Ich glaube nicht, dass ich in meinem breiten Punkt völlig falsch lag. Ich bin mir noch immer nicht sicher, ob die Feststellungen des Ausschusses – wie sie in den bisher sieben öffentlichen Anhörungen und dem endgültigen Bericht, den er erstellen wird – gezeigt werden, so viele Meinungen ändern werden.

Aber ich war bestimmt falsch in einer der zentralen Behauptungen, die dem Stück zugrunde lagen: Dass die parteiische Zusammensetzung des Komitees es davon abhalten würde, wichtige Insider im Weißen Haus von Trump zur Aussage zu bewegen.

Das Komitee konnte nicht nur viele der wichtigsten Akteure in der Trump-Welt in Bezug auf den 6. Januar interviewen, sondern hat ihre Aussagen genutzt, um einen überzeugenden Fall gegen den ehemaligen Präsidenten aufzubauen.

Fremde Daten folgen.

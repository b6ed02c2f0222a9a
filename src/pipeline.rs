//! Orchestration of the estimate: normalize, average, join, scale.

use std::io::Read;

use tracing::info_span;

use crate::config::PipelineConfig;
use crate::error::Result;
use crate::io::{read_consumption, read_production};
use crate::report::SelfConsumptionReport;
use crate::series::{
    ConsumptionRecord, JoinedTable, ProductionSample, apply_capacities, average_years, left_join,
    normalize,
};

/// Joined table plus the indicators derived from it.
#[derive(Debug, Clone)]
pub struct Estimate {
    pub table: JoinedTable,
    pub report: SelfConsumptionReport,
}

impl Estimate {
    fn from_table(table: JoinedTable) -> Self {
        let report = SelfConsumptionReport::from_table(&table);
        Self { table, report }
    }
}

/// Runs the four stages on already materialized records.
///
/// The first failure aborts the run. An empty consumption series yields an
/// empty table; an empty production series is an error.
///
/// # Errors
///
/// Returns `Config` for an invalid configuration, then whatever the first
/// failing stage reports.
pub fn run(
    consumption: &[ConsumptionRecord],
    production: &[ProductionSample],
    cfg: &PipelineConfig,
) -> Result<JoinedTable> {
    let _span = info_span!("estimate").entered();
    cfg.ensure_valid()?;

    let buckets = normalize(consumption, &cfg.consumption)?;
    let slots = average_years(production)?;
    let mut table = left_join(&buckets, &slots);
    apply_capacities(&mut table, &cfg.capacity.variants());
    Ok(table)
}

/// Runs the pipeline and computes the self-consumption report.
///
/// # Errors
///
/// Same as [`run`].
pub fn estimate(
    consumption: &[ConsumptionRecord],
    production: &[ProductionSample],
    cfg: &PipelineConfig,
) -> Result<Estimate> {
    run(consumption, production, cfg).map(Estimate::from_table)
}

/// Reads both raw inputs and runs the pipeline.
///
/// # Arguments
///
/// * `consumption_csv` - Utility load-curve export
/// * `production_json` - PVGIS `seriescalc` response
/// * `cfg` - Pipeline configuration
///
/// # Errors
///
/// Returns reader errors (`MissingColumn`, `MalformedValue`, `Csv`, `Json`)
/// before any stage runs, then the same errors as [`run`].
pub fn estimate_from_readers<C: Read, P: Read>(
    consumption_csv: C,
    production_json: P,
    cfg: &PipelineConfig,
) -> Result<Estimate> {
    cfg.ensure_valid()?;
    let consumption = read_consumption(consumption_csv, &cfg.consumption)?;
    let production = read_production(production_json, &cfg.production)?;
    estimate(&consumption, &production, cfg)
}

Diese Tatsache hat mich am Dienstag beeindruckt, als das Komitee ein Interview nach dem anderen mit hochrangigen Mitgliedern des Trump-Teams – wie Generalstaatsanwalt William Barr, dem Berater des Weißen Hauses, Pat Cipollone, dem leitenden Berater des Weißen Hauses, Eric Herschmann – spielte und darauf bestand, dass sie es taten glaube nicht, dass Trump die Wahlverschwörungstheorien vorantreibt, und hatte ihm das auch gesagt.

Manchmal fügte das Komitee eine Reihe dieser Interviews zusammen – Top-Trump-Berater um Top-Trump-Berater argumentierte, dass es keine Beweise für Wahlbetrug gebe, dass Trump diese Tatsache wiederholt gesagt worden sei und dass er sich entschieden habe, sie zu ignorieren.

Es ist eine erstaunliche Leistung – unabhängig davon, ob das Komitee und seine Ergebnisse tatsächlich die Meinung ändern oder nicht.

Ich war nicht die einzige Person, die den Fehler machte anzunehmen, dass der Ausschuss niemals die Art von Zugang und Offenheit erhalten würde, die er tatsächlich erhalten hat.

McCarthy zog angesichts von Pelosi, der zwei seiner Nominierten für das Komitee ausschaltete, alle fünf zurück.

„Wenn Sprecher Pelosi nicht den Kurs umkehrt und alle fünf republikanischen Nominierten einsetzt, werden die Republikaner nicht an ihrem Scheinprozess beteiligt sein und stattdessen unsere eigene Untersuchung der Fakten durchführen“, sagte er damals.

Das Problem, das McCarthy verursachte, war, dass, wenn das Komitee Zugang zu einigen der Schlüsselfiguren in der Trump-Administration erhalten würde, wie es der Fall ist, er es nicht bis zu spät erfahren würde, noch würde es jemanden im Komitee geben, der die Trumps vertritt Pro-Trump-Sicht.

Der Punkt: Unabhängig davon, ob es kriminelle Hinweise gibt – für Trump oder irgendjemanden in seinem Umfeld – ist es dem 6. Januar-Komitee bereits gelungen, tief in den inneren Kreis des ehemaligen Präsidenten einzudringen. Was ich nicht kommen sah.